WHAT IS BEING ASKED
Exactly the lines from the top of the records below through the one containing "i64, convention: EntryDateConvention)" must be set down, with no line added or dropped.

+++ DATA TO PROCESS

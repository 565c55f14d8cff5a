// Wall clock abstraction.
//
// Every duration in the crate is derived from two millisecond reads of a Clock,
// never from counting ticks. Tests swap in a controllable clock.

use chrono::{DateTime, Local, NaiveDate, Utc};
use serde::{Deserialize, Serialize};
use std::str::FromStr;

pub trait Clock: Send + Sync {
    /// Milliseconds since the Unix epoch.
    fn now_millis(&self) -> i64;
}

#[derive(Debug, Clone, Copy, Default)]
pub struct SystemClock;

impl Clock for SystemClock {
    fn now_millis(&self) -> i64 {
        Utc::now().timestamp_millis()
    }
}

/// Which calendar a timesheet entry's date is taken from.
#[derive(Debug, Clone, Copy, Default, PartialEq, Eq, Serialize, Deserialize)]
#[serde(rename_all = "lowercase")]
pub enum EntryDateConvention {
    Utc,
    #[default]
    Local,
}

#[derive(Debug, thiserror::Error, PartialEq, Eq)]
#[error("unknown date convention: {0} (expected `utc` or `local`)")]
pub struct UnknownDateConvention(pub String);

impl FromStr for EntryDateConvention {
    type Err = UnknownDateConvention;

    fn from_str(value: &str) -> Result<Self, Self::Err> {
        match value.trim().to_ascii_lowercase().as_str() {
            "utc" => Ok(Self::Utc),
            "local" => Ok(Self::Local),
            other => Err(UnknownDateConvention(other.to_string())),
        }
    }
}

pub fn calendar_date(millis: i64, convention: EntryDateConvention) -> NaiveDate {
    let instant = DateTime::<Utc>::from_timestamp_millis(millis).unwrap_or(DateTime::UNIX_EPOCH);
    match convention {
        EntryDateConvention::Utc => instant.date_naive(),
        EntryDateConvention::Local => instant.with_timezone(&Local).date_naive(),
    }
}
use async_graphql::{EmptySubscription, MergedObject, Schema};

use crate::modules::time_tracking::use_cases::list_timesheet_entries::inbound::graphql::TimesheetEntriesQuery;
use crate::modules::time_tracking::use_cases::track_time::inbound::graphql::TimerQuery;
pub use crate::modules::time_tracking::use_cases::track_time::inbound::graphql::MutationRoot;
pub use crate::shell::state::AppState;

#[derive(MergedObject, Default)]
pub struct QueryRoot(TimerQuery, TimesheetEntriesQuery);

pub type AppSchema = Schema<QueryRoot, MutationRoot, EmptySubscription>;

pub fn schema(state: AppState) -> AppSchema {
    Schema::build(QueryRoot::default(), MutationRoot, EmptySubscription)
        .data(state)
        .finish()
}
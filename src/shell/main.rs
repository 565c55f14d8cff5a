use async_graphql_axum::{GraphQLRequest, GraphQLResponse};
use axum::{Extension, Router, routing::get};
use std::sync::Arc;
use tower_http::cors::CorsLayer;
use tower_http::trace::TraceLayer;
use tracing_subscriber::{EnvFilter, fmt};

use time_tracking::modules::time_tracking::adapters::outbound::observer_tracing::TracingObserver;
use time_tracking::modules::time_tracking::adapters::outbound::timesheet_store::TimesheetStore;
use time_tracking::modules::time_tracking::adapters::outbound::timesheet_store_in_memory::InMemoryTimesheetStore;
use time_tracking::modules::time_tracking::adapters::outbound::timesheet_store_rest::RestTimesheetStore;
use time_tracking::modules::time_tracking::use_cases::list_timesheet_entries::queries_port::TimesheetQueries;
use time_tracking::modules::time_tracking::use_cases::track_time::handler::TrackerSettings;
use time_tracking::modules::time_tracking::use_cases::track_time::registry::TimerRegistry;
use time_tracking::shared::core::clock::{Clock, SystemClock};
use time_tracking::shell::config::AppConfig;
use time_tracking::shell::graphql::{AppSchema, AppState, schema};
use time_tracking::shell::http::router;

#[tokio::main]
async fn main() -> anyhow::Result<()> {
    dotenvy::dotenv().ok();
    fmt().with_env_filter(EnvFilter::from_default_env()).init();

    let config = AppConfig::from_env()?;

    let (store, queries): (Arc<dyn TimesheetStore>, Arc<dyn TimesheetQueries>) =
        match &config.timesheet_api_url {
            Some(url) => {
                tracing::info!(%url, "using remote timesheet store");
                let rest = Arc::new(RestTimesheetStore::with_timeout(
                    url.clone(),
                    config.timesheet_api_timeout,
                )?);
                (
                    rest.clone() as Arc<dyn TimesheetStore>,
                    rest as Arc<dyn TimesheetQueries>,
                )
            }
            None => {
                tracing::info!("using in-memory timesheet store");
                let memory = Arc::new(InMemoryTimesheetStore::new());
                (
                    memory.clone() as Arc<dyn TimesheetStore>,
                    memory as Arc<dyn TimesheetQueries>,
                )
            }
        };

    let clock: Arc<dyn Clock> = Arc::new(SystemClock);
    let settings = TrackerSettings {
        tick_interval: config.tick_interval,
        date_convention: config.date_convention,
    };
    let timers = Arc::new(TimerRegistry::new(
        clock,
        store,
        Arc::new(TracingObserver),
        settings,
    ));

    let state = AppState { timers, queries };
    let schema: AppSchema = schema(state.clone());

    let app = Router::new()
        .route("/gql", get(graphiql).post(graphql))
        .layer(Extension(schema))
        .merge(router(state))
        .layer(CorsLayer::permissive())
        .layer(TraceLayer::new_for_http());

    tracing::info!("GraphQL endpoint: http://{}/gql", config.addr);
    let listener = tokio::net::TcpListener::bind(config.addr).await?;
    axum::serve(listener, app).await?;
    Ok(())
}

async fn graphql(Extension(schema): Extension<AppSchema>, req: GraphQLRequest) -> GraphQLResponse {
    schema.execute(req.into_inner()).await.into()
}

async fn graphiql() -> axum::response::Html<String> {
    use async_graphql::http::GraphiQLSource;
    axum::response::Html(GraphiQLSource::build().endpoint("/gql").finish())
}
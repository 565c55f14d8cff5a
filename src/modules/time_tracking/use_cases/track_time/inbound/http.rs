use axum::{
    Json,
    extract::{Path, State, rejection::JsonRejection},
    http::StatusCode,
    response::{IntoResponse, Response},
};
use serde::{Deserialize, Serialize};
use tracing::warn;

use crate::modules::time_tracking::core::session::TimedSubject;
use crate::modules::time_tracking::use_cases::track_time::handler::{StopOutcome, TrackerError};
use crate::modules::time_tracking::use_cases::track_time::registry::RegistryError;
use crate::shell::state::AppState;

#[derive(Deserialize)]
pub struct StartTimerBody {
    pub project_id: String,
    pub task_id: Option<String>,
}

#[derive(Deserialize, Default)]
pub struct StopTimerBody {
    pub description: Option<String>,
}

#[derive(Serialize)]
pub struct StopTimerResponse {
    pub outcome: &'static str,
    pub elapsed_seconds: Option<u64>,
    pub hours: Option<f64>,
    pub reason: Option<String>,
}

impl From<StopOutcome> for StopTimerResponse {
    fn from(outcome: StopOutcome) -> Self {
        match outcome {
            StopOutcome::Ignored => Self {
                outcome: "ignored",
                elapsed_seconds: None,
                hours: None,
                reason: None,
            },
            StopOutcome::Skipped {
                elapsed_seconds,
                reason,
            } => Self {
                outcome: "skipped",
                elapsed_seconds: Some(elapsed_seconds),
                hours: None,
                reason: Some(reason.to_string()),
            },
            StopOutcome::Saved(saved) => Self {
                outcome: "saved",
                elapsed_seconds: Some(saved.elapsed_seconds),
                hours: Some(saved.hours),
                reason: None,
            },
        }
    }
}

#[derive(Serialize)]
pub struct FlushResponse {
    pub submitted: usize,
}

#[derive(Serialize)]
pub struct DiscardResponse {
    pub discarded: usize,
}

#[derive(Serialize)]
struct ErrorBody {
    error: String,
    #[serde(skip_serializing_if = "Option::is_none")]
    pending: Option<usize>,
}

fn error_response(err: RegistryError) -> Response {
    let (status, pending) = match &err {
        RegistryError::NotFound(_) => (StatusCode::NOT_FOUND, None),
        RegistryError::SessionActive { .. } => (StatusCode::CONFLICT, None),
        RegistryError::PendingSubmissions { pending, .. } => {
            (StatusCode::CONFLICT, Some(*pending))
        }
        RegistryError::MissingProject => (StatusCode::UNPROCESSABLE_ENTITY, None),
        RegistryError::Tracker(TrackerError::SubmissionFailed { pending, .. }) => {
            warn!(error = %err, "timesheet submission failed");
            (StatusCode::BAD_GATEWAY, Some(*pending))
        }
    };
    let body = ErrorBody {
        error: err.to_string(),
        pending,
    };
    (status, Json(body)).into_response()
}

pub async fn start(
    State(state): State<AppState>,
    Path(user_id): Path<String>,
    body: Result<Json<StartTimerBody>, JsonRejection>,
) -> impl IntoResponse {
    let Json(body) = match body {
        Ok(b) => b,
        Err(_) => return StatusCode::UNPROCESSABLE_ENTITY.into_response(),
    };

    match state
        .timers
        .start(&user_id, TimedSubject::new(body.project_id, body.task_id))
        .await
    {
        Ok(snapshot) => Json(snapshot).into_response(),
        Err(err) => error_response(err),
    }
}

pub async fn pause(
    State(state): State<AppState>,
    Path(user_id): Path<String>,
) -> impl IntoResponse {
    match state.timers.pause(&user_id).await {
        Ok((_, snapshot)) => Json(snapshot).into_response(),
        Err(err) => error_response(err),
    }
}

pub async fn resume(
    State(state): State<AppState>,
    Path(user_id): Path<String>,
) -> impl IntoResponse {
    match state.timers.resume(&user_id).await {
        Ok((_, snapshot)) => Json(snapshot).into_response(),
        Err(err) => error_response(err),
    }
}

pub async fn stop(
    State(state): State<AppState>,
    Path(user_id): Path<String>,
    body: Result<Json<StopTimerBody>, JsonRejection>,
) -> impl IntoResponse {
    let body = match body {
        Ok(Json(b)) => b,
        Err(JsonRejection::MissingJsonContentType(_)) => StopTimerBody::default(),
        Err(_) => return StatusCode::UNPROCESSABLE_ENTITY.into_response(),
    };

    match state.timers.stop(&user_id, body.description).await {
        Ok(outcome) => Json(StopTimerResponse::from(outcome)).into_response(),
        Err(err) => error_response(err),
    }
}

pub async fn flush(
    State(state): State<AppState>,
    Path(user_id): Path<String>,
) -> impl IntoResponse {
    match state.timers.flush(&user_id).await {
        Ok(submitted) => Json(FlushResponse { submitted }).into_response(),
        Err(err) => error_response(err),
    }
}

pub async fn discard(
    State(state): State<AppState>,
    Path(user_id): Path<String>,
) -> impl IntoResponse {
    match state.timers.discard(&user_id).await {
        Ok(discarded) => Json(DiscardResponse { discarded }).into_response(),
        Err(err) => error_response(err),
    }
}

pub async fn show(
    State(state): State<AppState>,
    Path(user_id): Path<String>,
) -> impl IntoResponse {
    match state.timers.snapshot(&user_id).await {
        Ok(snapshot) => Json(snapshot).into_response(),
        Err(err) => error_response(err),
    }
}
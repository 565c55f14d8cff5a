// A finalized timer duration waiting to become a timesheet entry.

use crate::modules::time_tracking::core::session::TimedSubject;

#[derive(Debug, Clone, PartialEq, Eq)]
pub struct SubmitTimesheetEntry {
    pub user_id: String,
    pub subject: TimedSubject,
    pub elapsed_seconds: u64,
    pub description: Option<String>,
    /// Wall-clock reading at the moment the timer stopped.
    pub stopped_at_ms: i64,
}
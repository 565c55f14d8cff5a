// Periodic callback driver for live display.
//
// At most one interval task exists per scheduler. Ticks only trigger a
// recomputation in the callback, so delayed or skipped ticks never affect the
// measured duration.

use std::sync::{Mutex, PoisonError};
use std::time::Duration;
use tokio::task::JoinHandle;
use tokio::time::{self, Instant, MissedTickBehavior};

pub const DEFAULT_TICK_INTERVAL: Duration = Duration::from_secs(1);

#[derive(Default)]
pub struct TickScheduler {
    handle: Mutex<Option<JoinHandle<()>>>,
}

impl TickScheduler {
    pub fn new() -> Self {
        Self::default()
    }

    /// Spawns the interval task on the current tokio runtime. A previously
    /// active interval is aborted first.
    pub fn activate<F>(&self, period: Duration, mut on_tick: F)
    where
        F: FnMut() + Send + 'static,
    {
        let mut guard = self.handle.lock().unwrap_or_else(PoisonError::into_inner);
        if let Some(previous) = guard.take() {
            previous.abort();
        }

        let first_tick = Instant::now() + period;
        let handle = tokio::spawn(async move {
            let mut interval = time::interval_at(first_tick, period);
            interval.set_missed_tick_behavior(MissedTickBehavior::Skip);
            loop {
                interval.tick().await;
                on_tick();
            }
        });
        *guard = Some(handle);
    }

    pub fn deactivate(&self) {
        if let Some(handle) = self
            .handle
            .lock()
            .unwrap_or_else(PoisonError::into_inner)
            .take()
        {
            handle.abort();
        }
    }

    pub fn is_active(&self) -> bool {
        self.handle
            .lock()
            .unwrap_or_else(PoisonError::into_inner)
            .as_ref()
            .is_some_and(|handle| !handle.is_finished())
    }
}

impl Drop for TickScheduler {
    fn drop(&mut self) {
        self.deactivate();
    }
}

++++++

ANSWER FOR THIS EXERCISE
repository 565c55f14d8cff5a
// Wall clock abstraction.
//
// Every duration in the crate is derived from two millisecond reads of a Clock,
// never from counting ticks. Tests swap in a controllable clock.

use chrono::{DateTime, Local, NaiveDate, Utc};
use serde::{Deserialize, Serialize};
use std::str::FromStr;

pub trait Clock: Send + Sync {
    /// Milliseconds since the Unix epoch.
    fn now_millis(&self) -> i64;
}

#[derive(Debug, Clone, Copy, Default)]
pub struct SystemClock;

impl Clock for SystemClock {
    fn now_millis(&self) -> i64 {
        Utc::now().timestamp_millis()
    }
}

/// Which calendar a timesheet entry's date is taken from.
#[derive(Debug, Clone, Copy, Default, PartialEq, Eq, Serialize, Deserialize)]
#[serde(rename_all = "lowercase")]
pub enum EntryDateConvention {
    Utc,
    #[default]
    Local,
}

#[derive(Debug, thiserror::Error, PartialEq, Eq)]
#[error("unknown date convention: {0} (expected `utc` or `local`)")]
pub struct UnknownDateConvention(pub String);

impl FromStr for EntryDateConvention {
    type Err = UnknownDateConvention;

    fn from_str(value: &str) -> Result<Self, Self::Err> {
        match value.trim().to_ascii_lowercase().as_str() {
            "utc" => Ok(Self::Utc),
            "local" => Ok(Self::Local),
            other => Err(UnknownDateConvention(other.to_string())),
        }
    }
}

pub fn calendar_date(millis: i64, convention: EntryDateConvention) -> NaiveDate {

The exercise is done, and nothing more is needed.